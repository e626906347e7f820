//! One CMS site of a (possibly multisite) deployment
//!
//! A `Site` hands out table handles bound to its own table prefix and
//! connection, and prepares every table of its plugin as it is built.

use cmsroute_core::inflector::{classify, plugin_split};
use cmsroute_core::{
    InitializationError, ModelKind, ModelOrigin, ResolutionError, ResolvedModel, Result,
    SiteConfig, SiteSymbol,
};
use cmsroute_locator::{EntityClass, ModelLocator};
use std::sync::{Arc, OnceLock, Weak};
use tracing::{debug, info, trace};

use crate::table::Table;
use crate::table_locator::{ListenerId, ModelListener, TableLocator, TableRequest};

pub struct Site {
    plugin: String,
    /// Plugin directory, used in error messages
    path: String,
    config: Arc<SiteConfig>,
    models: ModelLocator,
    tables: Arc<TableLocator>,
    /// Set once the site is registered with `tables`
    listener_id: OnceLock<ListenerId>,
}

impl Site {
    /// Create a site and register it for model-initialization events
    pub fn open(
        config: SiteConfig,
        path: impl Into<String>,
        models: ModelLocator,
        tables: Arc<TableLocator>,
    ) -> Arc<Self> {
        let site = Arc::new(Site {
            plugin: models.plugin().to_string(),
            path: path.into(),
            config: Arc::new(config),
            models,
            tables,
            listener_id: OnceLock::new(),
        });

        // Registered only once the Arc exists, so the listener always upgrades
        let listener: Weak<dyn ModelListener> = Arc::downgrade(&site) as Weak<dyn ModelListener>;
        let listener_id = site.tables.on_model_bound(listener);
        let _ = site.listener_id.set(listener_id);

        info!(
            plugin = %site.plugin,
            site = %site.symbol(),
            schema = %site.config.schema_version(),
            "Opened site"
        );
        site
    }

    pub fn plugin(&self) -> &str {
        &self.plugin
    }

    pub fn path(&self) -> &str {
        &self.path
    }

    pub fn symbol(&self) -> &SiteSymbol {
        self.config.symbol()
    }

    pub fn config(&self) -> &SiteConfig {
        &self.config
    }

    /// Resolve a model name with this site's schema version and local path
    pub fn locate_model(&self, name: &str, kind: ModelKind) -> ResolvedModel {
        self.models.locate(
            name,
            kind,
            self.config.schema_version(),
            self.config.local_path(),
        )
    }

    /// Get the table `name` (`Posts`, `Comments`, ...) bound to this site
    ///
    /// # Errors
    /// - `InitializationError::NoDatasource` if this site has no datasource
    /// - `ResolutionError::GenericFallbackOnly` if no concrete table class exists
    pub fn table(&self, name: &str) -> Result<Table> {
        let resolved = self.locate_model(name, ModelKind::Table);
        let candidates = match (resolved.origin, resolved.target) {
            (_, Some(target)) => vec![target],
            (ModelOrigin::GenericFallback, None) => self.models.fallback_candidates(
                name,
                ModelKind::Table,
                self.config.schema_version(),
            ),
            _ => Vec::new(),
        };

        let mut request = TableRequest::new(format!("{}.{}", self.plugin, name))
            .with_candidates(candidates)
            .requested_by(self.symbol().clone());
        if self.config.has_datasource() {
            request = request.with_connection(self.config.datasource());
        }

        let table = self.tables.get(request)?;
        if table.is_generic() {
            return Err(ResolutionError::GenericFallbackOnly {
                table: name.to_string(),
                class: table.class_name(),
                search_path: format!("{}src/Model/Table", self.path),
            }
            .into());
        }
        Ok(table)
    }

    /// Entity class for a resolved entity name, if one is registered
    fn entity_class(&self, name: &str, resolved: &ResolvedModel) -> Option<(String, Arc<EntityClass>)> {
        let registry = self.models.registry();
        match (&resolved.origin, &resolved.target) {
            (_, Some(target)) => registry
                .entity(target)
                .map(|class| (resolved.location.clone(), class)),
            (ModelOrigin::GenericFallback, None) => {
                let key = self.models.find_registered(
                    name,
                    ModelKind::Entity,
                    self.config.schema_version(),
                )?;
                registry.entity(&key).map(|class| (key.to_string(), class))
            }
            _ => None,
        }
    }
}

impl ModelListener for Site {
    fn on_model_initialize(&self, table: &mut Table) -> Result<()> {
        let (plugin, alias) = plugin_split(table.registry_alias());
        if plugin != Some(self.plugin.as_str()) {
            return Ok(());
        }
        if let Some(owner) = table.requested_by()
            && owner != self.symbol()
        {
            trace!(site = %self.symbol(), owner = %owner, alias, "Table requested by another site");
            return Ok(());
        }

        if !self.config.has_datasource() {
            return Err(InitializationError::NoDatasource {
                plugin: self.plugin.clone(),
                symbol: self.symbol().to_string(),
            }
            .into());
        }

        // The alias may come from an association; the base table is the real name
        let entity_name = classify(table.base_table());
        let resolved = self.locate_model(&entity_name, ModelKind::Entity);
        match self.entity_class(&entity_name, &resolved) {
            Some((location, class)) => {
                debug!(table = alias, entity = %location, "Using entity class");
                table.set_entity_class(location, class);
            }
            None => {
                debug!(table = alias, entity = %entity_name, "No entity class, keeping default");
            }
        }

        table.bind_site(self.config.clone());
        Ok(())
    }
}

impl Drop for Site {
    fn drop(&mut self) {
        if let Some(id) = self.listener_id.get() {
            self.tables.remove_listener(*id);
        }
    }
}

impl std::fmt::Debug for Site {
    fn fmt(&self, f: &mut std::fmt::Formatter<'_>) -> std::fmt::Result {
        f.debug_struct("Site")
            .field("plugin", &self.plugin)
            .field("config", &self.config)
            .finish_non_exhaustive()
    }
}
::::
[TO DO]: Working from the entries above, find every line in which the word "SiteConfig" occurs and copy it.

[COMPLETED EXERCISE]:
    SiteConfig, SiteSymbol,
    config: Arc<SiteConfig>,
        config: SiteConfig,
    pub fn config(&self) -> &SiteConfig {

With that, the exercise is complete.